Here are the disadvantages in how these accounts are designed:
- Your child takes control of the funds when they turn 18
- It detracts from college funding
- It’s an inefficient way to fund your kids’ retirement
- Life’s big expenses are front-loaded
Your child takes control of the funds when they turn 18
I’m going to give an 18 yr-old $187,251 on their birthday and see what they do with it. Good idea, right?
That’s what $5,000 a year for 18 years into a Trump Account earning a hypothetical 8% a year grows to. And then the kids legally get the keys to the playground on their 18th birthday.
Sure, it’s technically a retirement account with a 10% penalty if you withdraw before 59.5.
But I’m not convinced every 18 yr-old thanks about the $18.7k penalty when they’re looking at the $170k+ payday they get to keep. (And yes, they forgot to account for taxes on emptying the account so now they owe money).
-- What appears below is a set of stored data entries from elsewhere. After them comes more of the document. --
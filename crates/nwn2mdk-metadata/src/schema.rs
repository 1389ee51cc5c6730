//! Typed NWN2 object metadata
//!
//! Each scene object carries exactly one [`MetadataSchema`]. The variant
//! decides how the exporter writes the object into an MDB/GR2 file.

use nwn2mdk_core::{Error, Result, Rgb};
use serde::{Deserialize, Serialize};
use std::str::FromStr;

/// Longest tint map name the MDB format stores
pub const TINT_MAP_MAX_LEN: usize = 32;

/// Per-object metadata
#[derive(Debug, Clone, Default, PartialEq, Serialize, Deserialize)]
#[serde(tag = "type")]
pub enum MetadataSchema {
    /// No NWN2 specific data; the exporter auto-detects the type
    #[default]
    Unclassified,
    /// Rigid mesh or skin
    Mesh(MeshProperties),
    /// Hair info helper
    HairInfo {
        shortening_behavior: HairShorteningBehavior,
    },
    /// Helm info helper
    HelmInfo {
        hair_hiding_behavior: HelmHairHidingBehavior,
    },
}

impl MetadataSchema {
    /// Short name of the variant
    pub fn kind(&self) -> &'static str {
        match self {
            MetadataSchema::Unclassified => "Unclassified",
            MetadataSchema::Mesh(_) => "Mesh",
            MetadataSchema::HairInfo { .. } => "HairInfo",
            MetadataSchema::HelmInfo { .. } => "HelmInfo",
        }
    }

    pub fn is_unclassified(&self) -> bool {
        matches!(self, MetadataSchema::Unclassified)
    }

    pub fn as_mesh(&self) -> Option<&MeshProperties> {
        match self {
            MetadataSchema::Mesh(mesh) => Some(mesh),
            _ => None,
        }
    }
}

/// Material and rendering flags of an MDB mesh
#[derive(Debug, Clone, PartialEq, Serialize, Deserialize)]
#[serde(default)]
pub struct MeshProperties {
    /// Tint map file name without extension
    #[serde(deserialize_with = "deserialize_tint_map")]
    tint_map: Option<String>,
    pub diffuse_color: Rgb,
    pub specular_color: Rgb,
    pub specular_level: f32,
    pub glossiness: f32,
    /// Alpha-masked transparency
    pub use_transparency_mask: bool,
    /// Head weighted to facial bones (cutscenes)
    pub is_head: bool,
    pub cast_no_shadows: bool,
    pub use_environment_map: bool,
    /// Uses a glow map
    pub glow: bool,
    /// Receives interface projected textures
    pub receive_projected_textures: bool,
}

impl Default for MeshProperties {
    fn default() -> Self {
        Self {
            tint_map: None,
            diffuse_color: Rgb::WHITE,
            specular_color: Rgb::WHITE,
            specular_level: 1.0,
            glossiness: 20.0,
            use_transparency_mask: false,
            is_head: false,
            cast_no_shadows: false,
            use_environment_map: false,
            glow: false,
            receive_projected_textures: false,
        }
    }
}

impl MeshProperties {
    pub fn tint_map(&self) -> Option<&str> {
        self.tint_map.as_deref()
    }

    /// Set the tint map. An empty name clears it; names longer than
    /// [`TINT_MAP_MAX_LEN`] characters are rejected.
    pub fn set_tint_map(&mut self, name: impl Into<String>) -> Result<()> {
        self.tint_map = checked_tint_map(name.into())?;
        Ok(())
    }

    /// Set the tint map, cutting it down to [`TINT_MAP_MAX_LEN`] characters
    pub(crate) fn set_tint_map_truncated(&mut self, name: &str) -> bool {
        let truncated = name.chars().count() > TINT_MAP_MAX_LEN;
        let name: String = name.chars().take(TINT_MAP_MAX_LEN).collect();
        self.tint_map = if name.is_empty() { None } else { Some(name) };
        truncated
    }
}

fn checked_tint_map(name: String) -> Result<Option<String>> {
    let len = name.chars().count();
    if len > TINT_MAP_MAX_LEN {
        return Err(Error::invalid_value(
            "tint_map",
            format!("{len} characters, at most {TINT_MAP_MAX_LEN} allowed"),
        ));
    }
    Ok(if name.is_empty() { None } else { Some(name) })
}

fn deserialize_tint_map<'de, D>(deserializer: D) -> std::result::Result<Option<String>, D::Error>
where
    D: serde::Deserializer<'de>,
{
    match Option::<String>::deserialize(deserializer)? {
        Some(name) => checked_tint_map(name).map_err(serde::de::Error::custom),
        None => Ok(None),
    }
}

macro_rules! tagged_enum {
    (
        $(#[$meta:meta])*
        $name:ident, $field:literal {
            $($(#[$vmeta:meta])* $variant:ident => $tag:literal),+ $(,)?
        }
    ) => {
        $(#[$meta])*
        #[derive(Debug, Clone, Copy, PartialEq, Eq, Hash, Default, Serialize, Deserialize)]
        #[serde(rename_all = "SCREAMING_SNAKE_CASE")]
        pub enum $name {
            $($(#[$vmeta])* $variant),+
        }

        impl $name {
            pub const ALL: &'static [$name] = &[$($name::$variant),+];

            /// String tag written to the `NWN2MDK_*` annotation
            pub fn as_tag(&self) -> &'static str {
                match self {
                    $($name::$variant => $tag),+
                }
            }
        }

        impl std::fmt::Display for $name {
            fn fmt(&self, f: &mut std::fmt::Formatter<'_>) -> std::fmt::Result {
                f.write_str(self.as_tag())
            }
        }

        impl FromStr for $name {
            type Err = Error;

            fn from_str(s: &str) -> Result<Self> {
                match s {
                    $($tag => Ok($name::$variant),)+
                    _ => Err(Error::invalid_value($field, format!("unknown tag {s:?}"))),
                }
            }
        }
    };
}

tagged_enum! {
    /// How hair is shortened under a helm
    HairShorteningBehavior, "hair_shortening_behavior" {
        #[default]
        Low => "LOW",
        Short => "SHORT",
        Ponytail => "PONYTAIL",
    }
}

tagged_enum! {
    /// Which parts of the head a helm hides
    HelmHairHidingBehavior, "helm_hair_hiding_behavior" {
        /// Nothing is hidden
        #[default]
        NoneHidden => "NONE_HIDDEN",
        /// Hair is hidden, but not the beard
        HairHidden => "HAIR_HIDDEN",
        /// Hair is partially hidden
        PartialHair => "PARTIAL_HAIR",
        /// Head is hidden
        HeadHidden => "HEAD_HIDDEN",
    }
}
Every account and planning strategy has pros and cons. Funds growing tax-free is definitely a Pro of the Trump Accounts. My kids automatically taking control of the funds at 18 feels like a big Con.
It detracts from college funding
I’m guessing that if you’re the type of parent who has read this far, you already have colleges in mind that you want your kids to go to. Even if college is almost two decades away.
According to the Education Data Initiative1, the all-in, four-year cost of a private, non-profit college degree is $226,512. And costs have been growing at 4.04% a year.
If trends continue, then 18 years from the now the all-in cost will be $462,059.
529 plans were created to help with this immense cost. Like Trump Accounts, the contributions grow tax-deferred until you need them.
But unlike Trump Accounts:
- Contributions going in are tax deductible in many states
- Funds used for qualified expenses are not taxed on their way out
If your state has tax deductions for 529 contributions and you plan to send your kids to college, max out your college savings first before putting money in the Trump Accounts.
It’s an inefficient way to fund your kids’ retirement
I’m 40. Sheila probably won’t appreciate me saying exactly how old she is so I’ll just leave it at she’s slightly younger than me.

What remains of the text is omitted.